Figure 6. Modelling of 3I14 and docking with H3/H5.

(a) The superimposition of 3I14 model with FI6v3, 39.29 and MAb 3.1. The bnAbs are displayed in ribbon representations. The heavy chain is in blue and the light chain is in cyan. The HCDR3s and LCDR1s are indicated by the hatched ovals. The residues in HCDR3 of 3I14, FI6v3, 39.29 and MAb 3.1 are coloured in red, magenta, yellow and green, respectively. (b) The complex structures of IGHV3-30-derived bnAbs with HAs. The epitope residues on the HAs are displayed in surface representation and the CDR loops of bnAbs are shown are shown as ribbons. HA1 of HA monomer is in wheat, HA2 is in salmon and epitope residues are labelled as red.

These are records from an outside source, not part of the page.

impl Expr {
    pub fn integer(value: i64) -> Self {
        Expr::Number(Number::Integer(value))
    }

    pub fn float(value: f64) -> Self {
        Expr::Number(Number::Float(value))
    }

    pub fn rational(p: i64, q: i64) -> Result<Self, ExprError> {
        Ok(Expr::Number(Number::rational(p, q)?))
    }

    pub fn symbol(name: impl Into<String>) -> Self {
        Expr::Symbol(Symbol::new(name))
    }

    /// Sum of `terms`, flattening nested sums and dropping literal zeros.
    pub fn sum(terms: impl IntoIterator<Item = Expr>) -> Self {
        let mut flat = Vec::new();
        for term in terms {
            match term {
                Expr::Add(inner) => flat.extend(inner),
                Expr::Number(n) if n.is_zero() => {}
                other => flat.push(other),
            }
        }
        match flat.len() {
            0 => Expr::integer(0),
            1 => flat.remove(0),
            _ => Expr::Add(flat),
        }
    }

    /// Product of `factors`, flattening nested products and dropping literal ones.
    pub fn product(factors: impl IntoIterator<Item = Expr>) -> Self {
        let mut flat = Vec::new();
        for factor in factors {
            match factor {
                Expr::Mul(inner) => flat.extend(inner),
                Expr::Number(n) if n.is_one() => {}
                other => flat.push(other),
            }
        }
        match flat.len() {
            0 => Expr::integer(1),
            1 => flat.remove(0),
            _ => Expr::Mul(flat),
        }
    }

    /// `self ** exponent`
    pub fn pow(self, exponent: impl Into<Expr>) -> Self {
        Expr::Pow(Box::new(self), Box::new(exponent.into()))
    }

    /// `self ** (1/2)`
    pub fn sqrt(self) -> Self {
        self.pow(Expr::Number(Number::Rational(1, 2)))
    }

    /// Additive inverse, folding the sign into a leading numeric coefficient.
    pub fn negated(self) -> Self {
        match self {
            Expr::Number(n) => Expr::Number(n.negate()),
            Expr::Mul(mut factors) => match factors.first() {
                Some(Expr::Number(n)) => {
                    let coefficient = n.negate();
                    factors[0] = Expr::Number(coefficient);
                    Expr::product(factors)
                }
                _ => {
                    factors.insert(0, Expr::integer(-1));
                    Expr::Mul(factors)
                }
            },
            other => Expr::Mul(vec![Expr::integer(-1), other]),
        }
    }

    /// Call of the function `name`.
    pub fn func(name: impl Into<String>, args: Vec<Expr>) -> Self {
        Expr::Function(name.into(), args)
    }

    pub fn relational(op: RelOp, lhs: impl Into<Expr>, rhs: impl Into<Expr>) -> Self {
        Expr::Relational(op, Box::new(lhs.into()), Box::new(rhs.into()))
    }

    pub fn lt(self, rhs: impl Into<Expr>) -> Self {
        Expr::relational(RelOp::Lt, self, rhs)
    }

    pub fn le(self, rhs: impl Into<Expr>) -> Self {
        Expr::relational(RelOp::Le, self, rhs)
    }

    pub fn gt(self, rhs: impl Into<Expr>) -> Self {
        Expr::relational(RelOp::Gt, self, rhs)
    }

    pub fn ge(self, rhs: impl Into<Expr>) -> Self {
        Expr::relational(RelOp::Ge, self, rhs)
    }

    pub fn equals(self, rhs: impl Into<Expr>) -> Self {
        Expr::relational(RelOp::Eq, self, rhs)
    }

    pub fn not_equals(self, rhs: impl Into<Expr>) -> Self {
        Expr::relational(RelOp::Ne, self, rhs)
    }

    /// Boolean combination, flattening nested uses of the same connective.
    pub fn boolean(op: BoolOp, operands: impl IntoIterator<Item = Expr>) -> Self {
        let mut flat = Vec::new();
        for operand in operands {
            match operand {
                Expr::Boolean(inner_op, inner) if inner_op == op => flat.extend(inner),
                other => flat.push(other),
            }
        }
        if flat.len() == 1 {
            flat.remove(0)
        } else {
            Expr::Boolean(op, flat)
        }
    }

    pub fn and(self, other: Expr) -> Self {
        Expr::boolean(BoolOp::And, [self, other])
    }

    pub fn or(self, other: Expr) -> Self {
        Expr::boolean(BoolOp::Or, [self, other])
    }

    /// Placeholder for the derivative of `f` with respect to `x`.
    pub fn derivative(f: Symbol, x: Symbol) -> Self {
        Expr::Derivative(f, x)
    }

    /// Piecewise selection from `(value, condition)` pairs.
    ///
    /// The last pair must have the condition `True`; it becomes the default.
    ///
    /// # Examples
    ///
    /// ```
    /// use modelparams_rs::expr::Expr;
    ///
    /// let x = Expr::symbol("x");
    /// let pw = Expr::piecewise(vec![
    ///     (Expr::from(1), x.clone().lt(0)),
    ///     (x.clone(), Expr::from(true)),
    /// ])
    /// .unwrap();
    /// assert_eq!(pw.to_string(), "Piecewise((1, x < 0), (x, True))");
    ///
    /// assert!(Expr::piecewise(vec![(Expr::from(1), x.lt(0))]).is_err());
    /// ```
    pub fn piecewise(mut pairs: Vec<(Expr, Expr)>) -> Result<Self, ExprError> {
        match pairs.pop() {
            Some((otherwise, Expr::Bool(true))) => {
                if pairs.is_empty() {
                    Ok(otherwise)
                } else {
                    Ok(Expr::Piecewise {
                        branches: pairs,
                        otherwise: Box::new(otherwise),
                    })
                }
            }
            _ => Err(ExprError::MissingDefault),
        }
    }

    /// `if_true` where `condition` holds, `if_false` elsewhere.
    pub fn conditional(
        condition: Expr,
        if_true: impl Into<Expr>,
        if_false: impl Into<Expr>,
    ) -> Result<Self, ExprError> {
        match condition {
            Expr::Bool(true) => Ok(if_true.into()),
            Expr::Bool(false) => Ok(if_false.into()),
            Expr::Relational(..) | Expr::Boolean(..) => Ok(Expr::Piecewise {
                branches: vec![(if_true.into(), condition)],
                otherwise: Box::new(if_false.into()),
            }),
            other => Err(ExprError::ExpectedCondition { kind: other.kind() }),
        }
    }

    /// Smooth replacement for a conditional over an ordering relation.
    ///
    /// With `H = 1/(1 + exp((lhs - rhs)/sigma))`, a `<`/`<=` condition
    /// yields `if_true*(1 - H) + if_false*H` and a `>`/`>=` condition
    /// yields `if_true*H + if_false*(1 - H)`.
    pub fn continuous_conditional(
        condition: Expr,
        if_true: impl Into<Expr>,
        if_false: impl Into<Expr>,
        sigma: f64,
    ) -> Result<Self, ExprError> {
        let (op, lhs, rhs) = match condition {
            Expr::Relational(op, lhs, rhs) => (op, *lhs, *rhs),
            other => return Err(ExprError::ExpectedCondition { kind: other.kind() }),
        };
        let (if_true, if_false) = (if_true.into(), if_false.into());

        let exponent = (lhs - rhs) / sigma;
        let h = (Expr::integer(1) + Expr::func("exp", vec![exponent])).pow(-1);
        let one_minus_h = Expr::integer(1) - h.clone();

        match op {
            RelOp::Lt | RelOp::Le => Ok(if_true * one_minus_h + if_false * h),
            RelOp::Gt | RelOp::Ge => Ok(if_true * h + if_false * one_minus_h),
            op => Err(ExprError::ExpectedOrdering { op }),
        }
    }

    pub fn kind(&self) -> NodeKind {
        match self {
            Expr::Number(_) => NodeKind::Number,
            Expr::Symbol(_) => NodeKind::Symbol,
            Expr::Constant(_) => NodeKind::Constant,
            Expr::Bool(_) => NodeKind::Bool,
            Expr::Add(_) => NodeKind::Add,
            Expr::Mul(_) => NodeKind::Mul,
            Expr::Pow(_, _) => NodeKind::Pow,
            Expr::Function(_, _) => NodeKind::Function,
            Expr::Relational(_, _, _) => NodeKind::Relational,
            Expr::Piecewise { .. } => NodeKind::Piecewise,
            Expr::Boolean(BoolOp::And, _) => NodeKind::And,
            Expr::Boolean(BoolOp::Or, _) => NodeKind::Or,
            Expr::Derivative(_, _) => NodeKind::Derivative,
        }
    }

    /// Direct children, in order.
    pub fn args(&self) -> Vec<&Expr> {
        match self {
            Expr::Number(_)
            | Expr::Symbol(_)
            | Expr::Constant(_)
            | Expr::Bool(_)
            | Expr::Derivative(_, _) => Vec::new(),
            Expr::Add(items) | Expr::Mul(items) | Expr::Function(_, items) | Expr::Boolean(_, items) => {
                items.iter().collect()
            }
            Expr::Pow(a, b) | Expr::Relational(_, a, b) => vec![a.as_ref(), b.as_ref()],
            Expr::Piecewise {
                branches,
                otherwise,
            } => {
                let mut out: Vec<&Expr> = branches.iter().flat_map(|(v, c)| [v, c]).collect();
                out.push(otherwise.as_ref());
                out
            }
        }
    }

    pub fn as_number(&self) -> Option<&Number> {
        match self {
            Expr::Number(n) => Some(n),
            _ => None,
        }
    }

    pub fn as_integer(&self) -> Option<i64> {
        self.as_number().and_then(Number::as_integer)
    }

    pub fn is_integer(&self) -> bool {
        self.as_integer().is_some()
    }

    /// Leaf nodes
    pub fn is_atom(&self) -> bool {
        self.args().is_empty()
    }

    /// Whether the expression prints with a leading minus sign: a negative
    /// number, or a product whose first factor is a negative number.
    pub fn has_minus_sign(&self) -> bool {
        match self {
            Expr::Number(n) => n.is_negative(),
            Expr::Mul(factors) => factors
                .first()
                .and_then(Expr::as_number)
                .map(Number::is_negative)
                .unwrap_or(false),
            _ => false,
        }
    }

    /// Symbols the expression depends on, derivative placeholders excluded.
    pub fn free_symbols(&self) -> BTreeSet<Symbol> {
        let mut out = BTreeSet::new();
        self.walk(&mut |e| {
            if let Expr::Symbol(s) = e {
                out.insert(s.clone());
            }
        });
        out
    }

    /// `(f, x)` pairs of every derivative placeholder in the expression.
    pub fn derivatives(&self) -> BTreeSet<(Symbol, Symbol)> {
        let mut out = BTreeSet::new();
        self.walk(&mut |e| {
            if let Expr::Derivative(f, x) = e {
                out.insert((f.clone(), x.clone()));
            }
        });
        out
    }

    /// Sorted names to resolve when evaluating the expression.
    ///
    /// Derivative placeholders contribute their `d{f}_d{x}` name when
    /// `include_derivatives` is set.
    pub fn symbol_names(&self, include_derivatives: bool) -> Vec<String> {
        let mut names: BTreeSet<String> = self
            .free_symbols()
            .into_iter()
            .map(|s| s.name().to_string())
            .collect();
        if include_derivatives {
            names.extend(self.derivatives().iter().map(|(f, x)| derivative_name(f, x)));
        }
        names.into_iter().collect()
    }

    /// Replace symbols according to `mapping`.
    pub fn subs(&self, mapping: &HashMap<Symbol, Expr>) -> Expr {
        match self {
            Expr::Symbol(s) => mapping.get(s).cloned().unwrap_or_else(|| self.clone()),
            Expr::Number(_) | Expr::Constant(_) | Expr::Bool(_) | Expr::Derivative(_, _) => {
                self.clone()
            }
            Expr::Add(terms) => Expr::sum(terms.iter().map(|t| t.subs(mapping))),
            Expr::Mul(factors) => Expr::product(factors.iter().map(|f| f.subs(mapping))),
            Expr::Pow(base, exp) => base.subs(mapping).pow(exp.subs(mapping)),
            Expr::Function(name, args) => {
                Expr::Function(name.clone(), args.iter().map(|a| a.subs(mapping)).collect())
            }
            Expr::Relational(op, lhs, rhs) => {
                Expr::relational(*op, lhs.subs(mapping), rhs.subs(mapping))
            }
            Expr::Piecewise {
                branches,
                otherwise,
            } => Expr::Piecewise {
                branches: branches
                    .iter()
                    .map(|(v, c)| (v.subs(mapping), c.subs(mapping)))
                    .collect(),
                otherwise: Box::new(otherwise.subs(mapping)),
            },
            Expr::Boolean(op, operands) => {
                Expr::boolean(*op, operands.iter().map(|o| o.subs(mapping)))
            }
        }
    }

    fn walk(&self, visit: &mut impl FnMut(&Expr)) {
        visit(self);
        for child in self.args() {
            child.walk(visit);
        }
    }
}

The key residues L38 and K39 are coloured in yellow. Heavy chain CDRs of bnAbs are in blue and light-chain CDRs are in cyan. 3I14 was homology modelled using the antibody-modelling module in BioLuminate and the model was superimposed to H3/39.29 complex structure before docking with RosettaDock. Other three IGHV3-30 bnAbs, FI6v3, 39.29 and MAb 3.1 were downloaded from Protein Data Bank. (c) The interaction of D94 in 3I14 with H3/H5. H3 is shown in cyan with K39 shown as stick; H5 is shown in green with E39 shown as stick; 3I14 is shown in orange in H3/3I14 model and in yellow in H5/3I14 model with D94 shown as stick.